Skanderbeg was 21.10 m long. Its beam was 5.20 m and its height was 1.30 m. Skanderbeg had a crew of 6 people. Its displacement was 31 t (light) or 41 t (loaded).

== History ==
According to Dinko Franetović, Skanderbeg was completed in 1916 in Trieste, Italy (then Austria-Hungary). It was first owned by Lloyd in Trieste (then Austria-Hungary), Lloyd's agent in Shkoder (Tef Curani) and by Lloyd Triestino in Italian-held Trieste. In 1924 Skanderbeg was bought by Jadransko-Skadarska Plovidba, founded in Cetinje by the Serbian-Albanian bank in 1920. Its seat was in Lipovik (port near Rijeka Crnojevića). Skanderbeg was used for transport of goods and passengers between Rijeka Crnojevića and Shkoder. In April 1941 all boats of Jadransko-Skadarska Plovidba were confiscated by the Italians who occupied this part of the Kingdom of Yugoslavia.

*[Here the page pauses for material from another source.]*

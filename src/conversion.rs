pub mod plain;
pub mod scheduler;
mod selection;

pub use selection::{apply_script_font, convert_selection, detect_and_convert_by_font};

=== Partisan action and aftermath ===
On 12 February 1942 Yugoslav Partisans ("Carev Laz" battalion of Lovćen detachment and part of battalion "13 July") attacked Skanderbeg while it was sailing on the Skadar Lake, at the mouth of Rijeka Crnojevića. Partisans killed three Italian soldiers and took the remaining nine as prisoners. They also released from captivity fifteen prisoners who were transported by Skanderbeg. One prisoner was killed in the attack. The Partisans scuttled the ship.

The following month, the Italian Navy deployed the minesweeper Vigilante, armed with a 76mm naval gun, and two minor naval units mounting machine guns to Skadar Lake. On 9 March, Vigilante engaged and sank three Partisan motorboats while patrolling the lake. Two militants were captured and shot by the Italians. Other Italian authors reported that this action involved a large Partisan vessel sunk when its crew refused to submit to the Italian minesweeper. In April the master of Skanderbeg was also captured by Italian forces and executed under the charge of collaboration with the rebels.

The wreck of Skanderbeg is still where it sank, 11 m below the surface of the water. The wreck can be seen from the surface during the low water level.